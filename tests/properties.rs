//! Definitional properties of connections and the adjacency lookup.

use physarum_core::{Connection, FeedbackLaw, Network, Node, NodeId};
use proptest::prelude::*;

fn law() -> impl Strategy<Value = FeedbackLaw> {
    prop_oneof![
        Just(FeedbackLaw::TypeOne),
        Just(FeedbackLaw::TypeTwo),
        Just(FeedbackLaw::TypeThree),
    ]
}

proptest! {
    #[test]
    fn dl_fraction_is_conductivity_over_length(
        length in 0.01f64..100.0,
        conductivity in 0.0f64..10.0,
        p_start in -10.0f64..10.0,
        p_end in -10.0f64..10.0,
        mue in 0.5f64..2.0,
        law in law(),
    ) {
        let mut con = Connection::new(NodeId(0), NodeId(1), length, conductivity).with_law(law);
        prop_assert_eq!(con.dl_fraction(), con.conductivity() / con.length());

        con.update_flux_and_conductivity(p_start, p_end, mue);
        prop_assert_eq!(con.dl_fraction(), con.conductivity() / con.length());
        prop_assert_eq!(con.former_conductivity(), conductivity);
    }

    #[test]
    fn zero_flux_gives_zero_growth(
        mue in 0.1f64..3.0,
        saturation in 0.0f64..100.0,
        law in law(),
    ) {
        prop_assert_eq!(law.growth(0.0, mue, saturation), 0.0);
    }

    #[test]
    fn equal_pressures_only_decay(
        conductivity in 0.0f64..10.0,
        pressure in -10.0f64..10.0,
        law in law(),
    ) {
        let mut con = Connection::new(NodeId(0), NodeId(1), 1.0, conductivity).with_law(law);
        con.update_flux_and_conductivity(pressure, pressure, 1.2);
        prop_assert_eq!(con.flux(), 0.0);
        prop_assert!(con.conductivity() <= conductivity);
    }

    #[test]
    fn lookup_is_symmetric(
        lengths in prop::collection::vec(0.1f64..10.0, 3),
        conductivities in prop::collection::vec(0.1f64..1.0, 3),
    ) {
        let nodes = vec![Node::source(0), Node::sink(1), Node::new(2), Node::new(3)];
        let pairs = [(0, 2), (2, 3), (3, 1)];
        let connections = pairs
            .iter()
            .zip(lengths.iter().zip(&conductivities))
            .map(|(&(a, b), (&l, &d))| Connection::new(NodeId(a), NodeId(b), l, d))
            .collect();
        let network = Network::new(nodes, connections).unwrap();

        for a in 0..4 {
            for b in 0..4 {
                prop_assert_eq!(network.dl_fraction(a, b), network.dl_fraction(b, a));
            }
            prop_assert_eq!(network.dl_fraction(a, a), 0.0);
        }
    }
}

# # # # #

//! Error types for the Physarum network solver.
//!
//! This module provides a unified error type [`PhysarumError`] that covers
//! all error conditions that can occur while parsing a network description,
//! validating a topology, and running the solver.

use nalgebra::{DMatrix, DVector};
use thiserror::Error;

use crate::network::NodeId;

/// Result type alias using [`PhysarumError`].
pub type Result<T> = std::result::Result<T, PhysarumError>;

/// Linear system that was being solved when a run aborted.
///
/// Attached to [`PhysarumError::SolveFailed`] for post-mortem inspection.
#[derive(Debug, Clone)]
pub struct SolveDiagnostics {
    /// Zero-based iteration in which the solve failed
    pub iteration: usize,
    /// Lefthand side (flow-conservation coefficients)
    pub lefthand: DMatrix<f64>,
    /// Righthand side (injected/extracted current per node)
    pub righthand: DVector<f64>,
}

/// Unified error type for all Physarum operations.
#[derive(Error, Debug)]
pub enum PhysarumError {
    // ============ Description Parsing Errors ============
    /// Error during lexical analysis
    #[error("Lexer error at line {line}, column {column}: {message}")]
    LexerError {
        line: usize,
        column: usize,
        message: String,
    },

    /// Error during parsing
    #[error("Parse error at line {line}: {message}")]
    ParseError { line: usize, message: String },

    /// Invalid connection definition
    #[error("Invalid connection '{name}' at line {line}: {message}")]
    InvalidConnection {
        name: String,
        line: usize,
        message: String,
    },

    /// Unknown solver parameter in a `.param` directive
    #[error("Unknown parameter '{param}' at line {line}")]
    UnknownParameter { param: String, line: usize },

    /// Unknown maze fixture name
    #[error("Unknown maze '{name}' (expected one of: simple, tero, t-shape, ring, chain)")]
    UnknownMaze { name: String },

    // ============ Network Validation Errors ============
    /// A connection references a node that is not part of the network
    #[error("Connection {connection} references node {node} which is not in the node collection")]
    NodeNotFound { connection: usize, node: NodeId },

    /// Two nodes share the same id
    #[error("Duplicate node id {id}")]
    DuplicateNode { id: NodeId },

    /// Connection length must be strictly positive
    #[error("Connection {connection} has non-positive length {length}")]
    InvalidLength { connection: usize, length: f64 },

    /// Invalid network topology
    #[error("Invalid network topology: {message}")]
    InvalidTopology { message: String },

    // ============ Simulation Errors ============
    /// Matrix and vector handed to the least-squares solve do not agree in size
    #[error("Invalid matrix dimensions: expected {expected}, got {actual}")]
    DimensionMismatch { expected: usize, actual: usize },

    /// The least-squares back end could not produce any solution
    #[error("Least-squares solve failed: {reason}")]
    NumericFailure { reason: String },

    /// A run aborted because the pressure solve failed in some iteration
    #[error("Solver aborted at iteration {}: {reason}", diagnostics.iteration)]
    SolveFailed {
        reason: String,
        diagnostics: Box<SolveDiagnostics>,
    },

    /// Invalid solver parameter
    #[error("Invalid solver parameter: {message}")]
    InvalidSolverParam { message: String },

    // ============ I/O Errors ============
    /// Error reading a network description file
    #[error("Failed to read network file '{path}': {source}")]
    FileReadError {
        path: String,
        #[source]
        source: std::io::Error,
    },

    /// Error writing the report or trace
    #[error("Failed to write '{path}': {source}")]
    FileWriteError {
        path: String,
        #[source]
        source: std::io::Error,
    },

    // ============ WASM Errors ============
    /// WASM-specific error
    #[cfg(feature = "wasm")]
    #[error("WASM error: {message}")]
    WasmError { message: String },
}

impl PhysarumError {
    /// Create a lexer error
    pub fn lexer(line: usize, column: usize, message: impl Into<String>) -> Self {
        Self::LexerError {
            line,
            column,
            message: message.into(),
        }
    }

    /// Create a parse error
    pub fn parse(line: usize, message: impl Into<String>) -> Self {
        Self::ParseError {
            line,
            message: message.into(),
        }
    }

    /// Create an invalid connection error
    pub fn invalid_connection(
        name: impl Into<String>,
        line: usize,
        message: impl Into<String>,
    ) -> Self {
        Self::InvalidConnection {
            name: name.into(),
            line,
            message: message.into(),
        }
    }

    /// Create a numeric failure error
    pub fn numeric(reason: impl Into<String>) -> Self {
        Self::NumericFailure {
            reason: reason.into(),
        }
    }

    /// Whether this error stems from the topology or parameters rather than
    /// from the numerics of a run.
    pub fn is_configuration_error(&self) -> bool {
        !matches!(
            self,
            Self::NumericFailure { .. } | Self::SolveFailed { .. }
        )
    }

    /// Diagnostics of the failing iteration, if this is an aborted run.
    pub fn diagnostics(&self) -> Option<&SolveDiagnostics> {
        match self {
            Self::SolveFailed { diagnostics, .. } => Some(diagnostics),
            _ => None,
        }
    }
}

# # # # #

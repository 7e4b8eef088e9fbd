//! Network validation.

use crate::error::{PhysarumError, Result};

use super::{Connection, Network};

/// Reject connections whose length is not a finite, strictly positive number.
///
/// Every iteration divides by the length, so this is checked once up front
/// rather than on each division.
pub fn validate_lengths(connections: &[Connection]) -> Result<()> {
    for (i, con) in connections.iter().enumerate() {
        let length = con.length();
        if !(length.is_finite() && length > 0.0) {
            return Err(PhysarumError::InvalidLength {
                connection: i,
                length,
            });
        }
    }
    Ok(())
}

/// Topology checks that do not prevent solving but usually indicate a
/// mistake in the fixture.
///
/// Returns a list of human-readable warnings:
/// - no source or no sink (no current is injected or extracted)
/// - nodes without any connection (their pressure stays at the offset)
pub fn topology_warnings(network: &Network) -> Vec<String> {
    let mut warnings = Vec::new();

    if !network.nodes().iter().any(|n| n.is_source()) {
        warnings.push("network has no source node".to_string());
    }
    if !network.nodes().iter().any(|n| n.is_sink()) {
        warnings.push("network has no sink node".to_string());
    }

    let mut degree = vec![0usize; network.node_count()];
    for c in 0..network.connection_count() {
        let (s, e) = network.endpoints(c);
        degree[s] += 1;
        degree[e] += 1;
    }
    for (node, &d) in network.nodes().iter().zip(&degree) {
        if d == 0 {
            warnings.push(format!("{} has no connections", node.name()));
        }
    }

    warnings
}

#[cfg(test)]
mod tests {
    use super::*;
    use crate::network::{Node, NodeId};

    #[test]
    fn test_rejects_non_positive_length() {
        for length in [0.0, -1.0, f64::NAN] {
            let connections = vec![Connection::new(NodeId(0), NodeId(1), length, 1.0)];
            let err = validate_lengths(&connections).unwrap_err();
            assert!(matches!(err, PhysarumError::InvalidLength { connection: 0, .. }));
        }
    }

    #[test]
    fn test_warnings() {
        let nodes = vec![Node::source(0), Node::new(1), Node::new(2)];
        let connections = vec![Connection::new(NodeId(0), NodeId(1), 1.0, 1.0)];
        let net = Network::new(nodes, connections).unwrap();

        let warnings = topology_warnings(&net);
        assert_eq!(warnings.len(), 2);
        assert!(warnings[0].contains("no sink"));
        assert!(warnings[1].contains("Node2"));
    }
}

# # # # #

What you will do >>
Above this instruction are the records; retype exactly the lines from the one containing "filename tests/properties.rs" up to and including the one containing "NodeId(1), 1.0, conductivity).with_law(law);".

Exercise result >>
filename tests/properties.rs
//! Definitional properties of connections and the adjacency lookup.

use physarum_core::{Connection, FeedbackLaw, Network, Node, NodeId};
use proptest::prelude::*;

fn law() -> impl Strategy<Value = FeedbackLaw> {
    prop_oneof![
        Just(FeedbackLaw::TypeOne),
        Just(FeedbackLaw::TypeTwo),
        Just(FeedbackLaw::TypeThree),
    ]
}

proptest! {
    #[test]
    fn dl_fraction_is_conductivity_over_length(
        length in 0.01f64..100.0,
        conductivity in 0.0f64..10.0,
        p_start in -10.0f64..10.0,
        p_end in -10.0f64..10.0,
        mue in 0.5f64..2.0,
        law in law(),
    ) {
        let mut con = Connection::new(NodeId(0), NodeId(1), length, conductivity).with_law(law);
        prop_assert_eq!(con.dl_fraction(), con.conductivity() / con.length());

        con.update_flux_and_conductivity(p_start, p_end, mue);
        prop_assert_eq!(con.dl_fraction(), con.conductivity() / con.length());
        prop_assert_eq!(con.former_conductivity(), conductivity);
    }

    #[test]
    fn zero_flux_gives_zero_growth(
        mue in 0.1f64..3.0,
        saturation in 0.0f64..100.0,
        law in law(),
    ) {
        prop_assert_eq!(law.growth(0.0, mue, saturation), 0.0);
    }

    #[test]
    fn equal_pressures_only_decay(
        conductivity in 0.0f64..10.0,
        pressure in -10.0f64..10.0,
        law in law(),
    ) {
        let mut con = Connection::new(NodeId(0), NodeId(1), 1.0, conductivity).with_law(law);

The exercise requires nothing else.